Именно та пора оказалась временем самого мрачного недовольства Фединым властью. В спецсообщении Управления контрразведки НКГБ (направлено наркому в 1943 г.) «Об антисоветских проявлениях и отрицательных политических настроениях среди писателей и журналистов» характеристика Федина устрашающая: «До 1918 года был в плену в Германии, поклонник „немецкой культуры“, неоднократно выезжал в Германию и был тесно связан с сотрудниками германского посольства в СССР», а следом — более чем неосторожные слова писателя в записи сексота[429]. Наверняка в ГБ завели дело на Федина и достаточно было команды сверху, чтобы готовый «немецкий шпион» был арестован. Но Федину повезло — приняли более «гуманное» решение.
Книгу «Горький среди нас», особенно вторую её часть, в 1944 году подвергли жестокому разносу: рецензия в «Правде» называлась «Ложная мораль и искаженная перспектива» (подробнее об этом в сюжете «Летом 1946-го…»).
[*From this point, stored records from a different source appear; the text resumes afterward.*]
//! Typed form buffers for patient registration and diagnosis intake.
//!
//! Fields hold raw user input (strings) until submission, where they are
//! coerced into the wire types. Coercion failures are reported as
//! `FormError` and stop the submission before anything reaches the
//! backend, the same way built-in form validation would.

use std::str::FromStr;

use crate::models::{
    DiagnosisRequest, Gender, NewPatient, Symptom, MAX_AGE, SEVERITY_MAX, SEVERITY_MIN,
};

/// Severity preselected for a freshly added symptom.
pub const DEFAULT_SEVERITY: u8 = 5;

#[derive(Debug, Clone, PartialEq, Eq, thiserror::Error)]
pub enum FormError {
    #[error("{0} is required")]
    MissingField(&'static str),
    #[error("Age must be a whole number between 0 and 150, got {0:?}")]
    InvalidAge(String),
    #[error("Symptom {index}: severity must be a whole number between 1 and 10, got {value:?}")]
    InvalidSeverity { index: usize, value: String },
    #[error("Symptom {index}: {field} is required")]
    MissingSymptomField { index: usize, field: &'static str },
    #[error("Invalid {field}: {value}")]
    InvalidChoice { field: &'static str, value: String },
    #[error("Unknown form field: {0}")]
    UnknownField(String),
    #[error("At least one symptom is required")]
    NoSymptoms,
}

// ═══════════════════════════════════════════
// Patient registration
// ═══════════════════════════════════════════

#[derive(Debug, Clone, Copy, PartialEq, Eq)]
pub enum PatientField {
    Name,
    Age,
    Gender,
    Email,
    Phone,
}

impl FromStr for PatientField {
    type Err = FormError;

    fn from_str(s: &str) -> Result<Self, Self::Err> {
        match s.trim().to_ascii_lowercase().as_str() {
            "name" => Ok(Self::Name),
            "age" => Ok(Self::Age),
            "gender" => Ok(Self::Gender),
            "email" => Ok(Self::Email),
            "phone" => Ok(Self::Phone),
            _ => Err(FormError::UnknownField(s.to_string())),
        }
    }
}

#[derive(Debug, Clone, PartialEq, Eq)]
pub struct PatientForm {
    pub name: String,
    pub age: String,
    pub gender: Option<Gender>,
    pub email: String,
    pub phone: String,
    pub medical_history: Vec<String>,
}

impl Default for PatientForm {
    fn default() -> Self {
        Self {
            name: String::new(),
            age: String::new(),
            gender: None,
            email: String::new(),
            phone: String::new(),
            medical_history: vec![String::new()],
        }
    }
}

impl PatientForm {
    pub fn set(&mut self, field: PatientField, value: &str) -> Result<(), FormError> {
        match field {
            PatientField::Name => self.name = value.to_string(),
            PatientField::Age => self.age = value.to_string(),
            PatientField::Gender => self.gender = Some(parse_gender(value)?),
            PatientField::Email => self.email = value.to_string(),
            PatientField::Phone => self.phone = value.to_string(),
        }
        Ok(())
    }

    pub fn add_history_entry(&mut self) {
        self.medical_history.push(String::new());
    }

    /// Returns false if `index` is out of range.
    pub fn update_history_entry(&mut self, index: usize, value: &str) -> bool {
        match self.medical_history.get_mut(index) {
            Some(entry) => {
                *entry = value.to_string();
                true
            }
            None => false,
        }
    }

    /// Returns false if `index` is out of range.
    pub fn remove_history_entry(&mut self, index: usize) -> bool {
        if index < self.medical_history.len() {
            self.medical_history.remove(index);
            true
        } else {
            false
        }
    }

    pub fn reset(&mut self) {
        *self = Self::default();
    }

    /// Coerce into the registration body: age becomes an integer, blank
    /// history entries are dropped, a blank phone is sent as null.
    pub fn to_request(&self) -> Result<NewPatient, FormError> {
        let name = required(&self.name, "Name")?;
        let age = parse_age(&self.age)?;
        let gender = self.gender.ok_or(FormError::MissingField("Gender"))?;
        let email = required(&self.email, "Email")?;

        let phone = Some(self.phone.trim())
            .filter(|p| !p.is_empty())
            .map(str::to_string);
        let medical_history = self
            .medical_history
            .iter()
            .map(|entry| entry.trim())
            .filter(|entry| !entry.is_empty())
            .map(str::to_string)
            .collect();

        Ok(NewPatient {
            name,
            age,
            gender,
            email,
            phone,
            medical_history,
        })
    }
}

fn parse_gender(value: &str) -> Result<Gender, FormError> {
    let value = value.trim();
    Gender::ALL
        .iter()
        .copied()
        .find(|g| g.as_str().eq_ignore_ascii_case(value))
        .ok_or_else(|| FormError::InvalidChoice {
            field: "gender",
            value: value.to_string(),
        })
}

fn parse_age(raw: &str) -> Result<u8, FormError> {
    let trimmed = raw.trim();
    if trimmed.is_empty() {
        return Err(FormError::MissingField("Age"));
    }
    trimmed
        .parse::<u8>()
        .ok()
        .filter(|age| *age <= MAX_AGE)
        .ok_or_else(|| FormError::InvalidAge(raw.to_string()))
}

fn required(value: &str, field: &'static str) -> Result<String, FormError> {
    let trimmed = value.trim();
    if trimmed.is_empty() {
        Err(FormError::MissingField(field))
    } else {
        Ok(trimmed.to_string())
    }
}

// ═══════════════════════════════════════════
// Diagnosis intake
// ═══════════════════════════════════════════

#[derive(Debug, Clone, Copy, PartialEq, Eq)]
pub enum SymptomField {
    Description,
    Severity,
    Duration,
    Location,
}

impl FromStr for SymptomField {
    type Err = FormError;

    fn from_str(s: &str) -> Result<Self, Self::Err> {
        match s.trim().to_ascii_lowercase().as_str() {
            "description" => Ok(Self::Description),
            "severity" => Ok(Self::Severity),
            "duration" => Ok(Self::Duration),
            "location" => Ok(Self::Location),
            _ => Err(FormError::UnknownField(s.to_string())),
        }
    }
}

/// One symptom row as typed by the user.
#[derive(Debug, Clone, PartialEq, Eq)]
pub struct SymptomDraft {
    pub description: String,
    pub severity: String,
    pub duration: String,
    pub location: String,
}

impl Default for SymptomDraft {
    fn default() -> Self {
        Self {
            description: String::new(),
            severity: DEFAULT_SEVERITY.to_string(),
            duration: String::new(),
            location: String::new(),
        }
    }
}

impl SymptomDraft {
    fn to_symptom(&self, index: usize) -> Result<Symptom, FormError> {
        let description = self.description.trim();
        if description.is_empty() {
            return Err(FormError::MissingSymptomField {
                index,
                field: "description",
            });
        }
        let duration = self.duration.trim();
        if duration.is_empty() {
            return Err(FormError::MissingSymptomField {
                index,
                field: "duration",
            });
        }
        let severity = self
            .severity
            .trim()
            .parse::<u8>()
            .ok()
            .filter(|s| (SEVERITY_MIN..=SEVERITY_MAX).contains(s))
            .ok_or_else(|| FormError::InvalidSeverity {
                index,
                value: self.severity.clone(),
            })?;
        let location = Some(self.location.trim())
            .filter(|l| !l.is_empty())
            .map(str::to_string);

        Ok(Symptom {
            description: description.to_string(),
            severity,
            duration: duration.to_string(),
            location,
        })
    }
}

/// Symptom list plus free-text context. Never holds fewer than one row.
#[derive(Debug, Clone, PartialEq, Eq)]
pub struct DiagnosisForm {
    symptoms: Vec<SymptomDraft>,
    pub additional_info: String,
}

impl Default for DiagnosisForm {
    fn default() -> Self {
        Self {
            symptoms: vec![SymptomDraft::default()],
            additional_info: String::new(),
        }
    }
}

impl DiagnosisForm {
    pub fn symptoms(&self) -> &[SymptomDraft] {
        &self.symptoms
    }

    pub fn add_symptom(&mut self) {
        self.symptoms.push(SymptomDraft::default());
    }

    /// Returns false if `index` is out of range.
    pub fn update_symptom(&mut self, index: usize, field: SymptomField, value: &str) -> bool {
        let Some(draft) = self.symptoms.get_mut(index) else {
            return false;
        };
        let slot = match field {
            SymptomField::Description => &mut draft.description,
            SymptomField::Severity => &mut draft.severity,
            SymptomField::Duration => &mut draft.duration,
            SymptomField::Location => &mut draft.location,
        };
        *slot = value.to_string();
        true
    }

    /// Removing the last remaining row, or an out-of-range row, is a no-op.
    pub fn remove_symptom(&mut self, index: usize) -> bool {
        if self.symptoms.len() <= 1 || index >= self.symptoms.len() {
            return false;
        }
        self.symptoms.remove(index);
        true
    }

    pub fn reset(&mut self) {
        *self = Self::default();
    }

    /// Coerce into the diagnosis body for `patient_id`.
    pub fn to_request(&self, patient_id: &str) -> Result<DiagnosisRequest, FormError> {
        if self.symptoms.is_empty() {
            return Err(FormError::NoSymptoms);
        }
        let symptoms = self
            .symptoms
            .iter()
            .enumerate()
            .map(|(i, draft)| draft.to_symptom(i))
            .collect::<Result<Vec<_>, _>>()?;
        let additional_info = Some(self.additional_info.trim())
            .filter(|info| !info.is_empty())
            .map(str::to_string);

        Ok(DiagnosisRequest {
            patient_id: patient_id.to_string(),
            symptoms,
            additional_info,
        })
    }
}

// ═══════════════════════════════════════════
// Tests
// ═══════════════════════════════════════════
Несправедливость разноса Федин переживал тяжело и в кулуарах высказывался о «критике» оскорбленно (впрочем, Вс. Иванов в таких случаях говорил: «Федин красовался»[430]). Тем не менее, все было тем еще опасно, что разнос книги о Горьком вписался в литкампанию, первую за время войны (громили Платонова, Зощенко, Шварца, К. Чуковского, Сельвинского). 31 октября 1944 года нарком ГБ В. Меркулов представил Жданову информацию своих сексотов о политических настроениях писателей; в ней приводились резкие слова Федина: «Может ли быть разговор о реализме, когда писатель понуждается изображать желаемое, а не сущее?.. Печальная судьба литературного реализма при всех видах диктатуры… Горький — человек великих шатаний, истинно-русский, истинно-славянский писатель со всеми безднами, присущими русскому таланту, — уже прилизан, приглажен, фальсифицирован… Хотят, чтобы и Федин занялся тем же!.. Сижу в Переделкине и с увлечением пишу роман, который никогда не увидит света, если нынешняя литературная политика будет продолжаться…»[431].